Provided records START
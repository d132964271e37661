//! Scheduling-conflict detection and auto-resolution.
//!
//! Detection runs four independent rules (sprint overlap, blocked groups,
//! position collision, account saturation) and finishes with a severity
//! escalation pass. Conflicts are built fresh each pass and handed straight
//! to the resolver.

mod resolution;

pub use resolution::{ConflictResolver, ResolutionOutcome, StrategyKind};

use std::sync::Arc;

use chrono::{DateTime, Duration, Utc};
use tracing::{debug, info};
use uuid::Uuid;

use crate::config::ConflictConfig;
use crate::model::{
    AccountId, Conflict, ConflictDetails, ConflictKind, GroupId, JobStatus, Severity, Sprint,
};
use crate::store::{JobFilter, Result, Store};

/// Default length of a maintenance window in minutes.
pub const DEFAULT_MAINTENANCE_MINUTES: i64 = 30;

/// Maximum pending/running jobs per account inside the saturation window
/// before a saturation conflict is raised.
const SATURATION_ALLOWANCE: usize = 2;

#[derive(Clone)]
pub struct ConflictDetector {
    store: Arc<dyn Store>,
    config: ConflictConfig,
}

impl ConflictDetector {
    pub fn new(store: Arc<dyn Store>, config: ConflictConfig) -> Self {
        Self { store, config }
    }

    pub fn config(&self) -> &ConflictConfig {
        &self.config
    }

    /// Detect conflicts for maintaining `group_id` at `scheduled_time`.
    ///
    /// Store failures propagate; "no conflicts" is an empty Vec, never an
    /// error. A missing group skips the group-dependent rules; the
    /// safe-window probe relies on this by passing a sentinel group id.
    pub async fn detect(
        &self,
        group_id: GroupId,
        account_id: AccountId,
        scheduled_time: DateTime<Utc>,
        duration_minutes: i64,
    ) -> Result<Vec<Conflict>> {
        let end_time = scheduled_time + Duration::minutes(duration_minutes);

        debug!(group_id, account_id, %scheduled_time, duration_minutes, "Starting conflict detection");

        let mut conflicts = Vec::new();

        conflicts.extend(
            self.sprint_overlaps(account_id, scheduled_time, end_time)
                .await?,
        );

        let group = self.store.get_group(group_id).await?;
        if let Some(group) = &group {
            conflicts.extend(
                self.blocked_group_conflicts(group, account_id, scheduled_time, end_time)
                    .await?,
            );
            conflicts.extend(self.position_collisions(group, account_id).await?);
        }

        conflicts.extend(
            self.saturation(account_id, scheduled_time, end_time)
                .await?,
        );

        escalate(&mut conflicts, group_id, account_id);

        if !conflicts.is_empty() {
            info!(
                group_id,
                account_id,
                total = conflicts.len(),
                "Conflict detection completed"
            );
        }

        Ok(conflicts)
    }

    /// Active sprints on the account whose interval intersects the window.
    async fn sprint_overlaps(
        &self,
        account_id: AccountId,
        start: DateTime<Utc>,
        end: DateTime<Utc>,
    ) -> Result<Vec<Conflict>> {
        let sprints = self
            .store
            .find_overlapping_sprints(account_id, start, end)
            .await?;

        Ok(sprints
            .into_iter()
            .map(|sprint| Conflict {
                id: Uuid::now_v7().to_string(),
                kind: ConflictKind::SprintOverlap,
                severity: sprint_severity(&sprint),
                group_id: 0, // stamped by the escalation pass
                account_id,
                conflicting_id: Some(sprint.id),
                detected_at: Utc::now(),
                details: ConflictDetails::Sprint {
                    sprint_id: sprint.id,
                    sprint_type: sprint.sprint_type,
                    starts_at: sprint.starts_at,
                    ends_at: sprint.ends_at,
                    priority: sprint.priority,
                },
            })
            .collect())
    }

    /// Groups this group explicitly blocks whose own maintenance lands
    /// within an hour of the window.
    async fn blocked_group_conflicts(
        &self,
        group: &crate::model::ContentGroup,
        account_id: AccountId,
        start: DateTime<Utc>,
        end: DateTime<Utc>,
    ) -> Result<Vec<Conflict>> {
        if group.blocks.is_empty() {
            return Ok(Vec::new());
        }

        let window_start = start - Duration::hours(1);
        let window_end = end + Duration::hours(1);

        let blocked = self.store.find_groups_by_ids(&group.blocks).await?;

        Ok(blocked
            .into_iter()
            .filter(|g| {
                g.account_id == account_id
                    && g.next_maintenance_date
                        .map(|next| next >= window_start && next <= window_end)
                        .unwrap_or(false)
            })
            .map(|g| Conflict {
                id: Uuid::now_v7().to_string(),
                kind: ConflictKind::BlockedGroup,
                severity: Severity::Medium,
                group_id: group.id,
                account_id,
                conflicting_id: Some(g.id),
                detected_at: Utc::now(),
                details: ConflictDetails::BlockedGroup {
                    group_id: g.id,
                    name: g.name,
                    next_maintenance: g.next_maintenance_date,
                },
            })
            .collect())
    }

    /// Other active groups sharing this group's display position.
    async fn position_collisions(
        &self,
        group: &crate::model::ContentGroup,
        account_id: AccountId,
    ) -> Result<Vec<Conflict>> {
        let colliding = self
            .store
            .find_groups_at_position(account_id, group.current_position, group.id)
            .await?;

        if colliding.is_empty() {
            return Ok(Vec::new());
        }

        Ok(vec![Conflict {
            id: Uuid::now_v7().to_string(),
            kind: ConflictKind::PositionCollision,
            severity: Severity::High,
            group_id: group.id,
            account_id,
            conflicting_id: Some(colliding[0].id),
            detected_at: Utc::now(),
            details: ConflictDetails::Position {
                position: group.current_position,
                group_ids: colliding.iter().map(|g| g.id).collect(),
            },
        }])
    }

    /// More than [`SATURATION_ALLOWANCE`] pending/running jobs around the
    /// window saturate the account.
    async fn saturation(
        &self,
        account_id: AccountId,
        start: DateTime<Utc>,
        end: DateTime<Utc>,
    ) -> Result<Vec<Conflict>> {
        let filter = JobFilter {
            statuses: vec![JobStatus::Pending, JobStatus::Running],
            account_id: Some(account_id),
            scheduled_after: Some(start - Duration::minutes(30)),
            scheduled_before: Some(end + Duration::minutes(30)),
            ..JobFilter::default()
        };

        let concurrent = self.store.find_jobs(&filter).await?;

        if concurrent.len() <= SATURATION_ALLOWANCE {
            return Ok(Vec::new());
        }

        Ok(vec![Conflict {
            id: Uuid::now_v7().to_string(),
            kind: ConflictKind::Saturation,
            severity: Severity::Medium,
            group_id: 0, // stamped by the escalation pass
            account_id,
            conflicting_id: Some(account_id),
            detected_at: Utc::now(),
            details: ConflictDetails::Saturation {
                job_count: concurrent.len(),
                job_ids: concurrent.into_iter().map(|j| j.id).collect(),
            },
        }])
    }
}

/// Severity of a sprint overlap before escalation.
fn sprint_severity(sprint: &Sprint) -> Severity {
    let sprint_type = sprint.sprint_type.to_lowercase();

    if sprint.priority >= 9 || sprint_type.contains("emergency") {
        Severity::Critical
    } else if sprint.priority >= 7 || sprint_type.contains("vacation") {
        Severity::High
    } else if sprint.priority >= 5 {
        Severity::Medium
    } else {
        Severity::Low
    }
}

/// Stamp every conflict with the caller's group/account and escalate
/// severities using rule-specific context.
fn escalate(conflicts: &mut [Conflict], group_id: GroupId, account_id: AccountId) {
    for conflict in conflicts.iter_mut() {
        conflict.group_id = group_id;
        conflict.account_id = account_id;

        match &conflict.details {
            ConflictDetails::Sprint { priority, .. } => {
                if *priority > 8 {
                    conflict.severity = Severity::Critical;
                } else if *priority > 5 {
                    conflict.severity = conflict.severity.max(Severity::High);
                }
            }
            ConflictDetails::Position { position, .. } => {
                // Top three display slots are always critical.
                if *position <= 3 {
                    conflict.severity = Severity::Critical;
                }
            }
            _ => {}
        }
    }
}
Provided records END
Provided records START
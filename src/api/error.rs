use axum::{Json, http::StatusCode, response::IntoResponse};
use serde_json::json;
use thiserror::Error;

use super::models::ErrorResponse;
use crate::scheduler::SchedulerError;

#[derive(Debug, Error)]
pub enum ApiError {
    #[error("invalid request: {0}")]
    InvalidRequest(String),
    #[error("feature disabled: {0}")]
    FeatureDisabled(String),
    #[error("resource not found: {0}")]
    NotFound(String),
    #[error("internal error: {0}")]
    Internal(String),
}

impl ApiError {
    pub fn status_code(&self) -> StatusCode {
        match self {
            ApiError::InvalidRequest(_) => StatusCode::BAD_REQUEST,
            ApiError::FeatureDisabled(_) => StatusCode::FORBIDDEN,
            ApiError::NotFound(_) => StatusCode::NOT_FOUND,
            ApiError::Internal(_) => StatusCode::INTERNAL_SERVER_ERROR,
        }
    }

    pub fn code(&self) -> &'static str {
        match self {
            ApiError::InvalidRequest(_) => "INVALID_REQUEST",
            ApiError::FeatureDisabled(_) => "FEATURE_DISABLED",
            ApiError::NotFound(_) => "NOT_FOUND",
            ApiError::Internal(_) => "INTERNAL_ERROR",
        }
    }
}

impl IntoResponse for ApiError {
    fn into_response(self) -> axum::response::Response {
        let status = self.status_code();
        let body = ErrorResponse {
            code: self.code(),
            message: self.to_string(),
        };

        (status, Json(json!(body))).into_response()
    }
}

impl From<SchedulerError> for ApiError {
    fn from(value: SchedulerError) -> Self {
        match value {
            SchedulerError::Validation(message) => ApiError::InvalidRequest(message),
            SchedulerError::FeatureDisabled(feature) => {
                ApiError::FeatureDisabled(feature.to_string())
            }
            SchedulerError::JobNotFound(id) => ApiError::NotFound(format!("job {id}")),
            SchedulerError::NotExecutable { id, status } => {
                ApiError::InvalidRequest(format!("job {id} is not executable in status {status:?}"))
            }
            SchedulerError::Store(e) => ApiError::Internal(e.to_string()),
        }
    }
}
Provided records END
Problem to work on → Output exactly the lines of the material above from the one containing "repository d132964271e37661" up to and including the one containing "use crate::config::ConflictConfig;".

Answer to the exercise →
repository d132964271e37661
//! Scheduling-conflict detection and auto-resolution.
//!
//! Detection runs four independent rules (sprint overlap, blocked groups,
//! position collision, account saturation) and finishes with a severity
//! escalation pass. Conflicts are built fresh each pass and handed straight
//! to the resolver.

mod resolution;

pub use resolution::{ConflictResolver, ResolutionOutcome, StrategyKind};

use std::sync::Arc;

use chrono::{DateTime, Duration, Utc};
use tracing::{debug, info};
use uuid::Uuid;

use crate::config::ConflictConfig;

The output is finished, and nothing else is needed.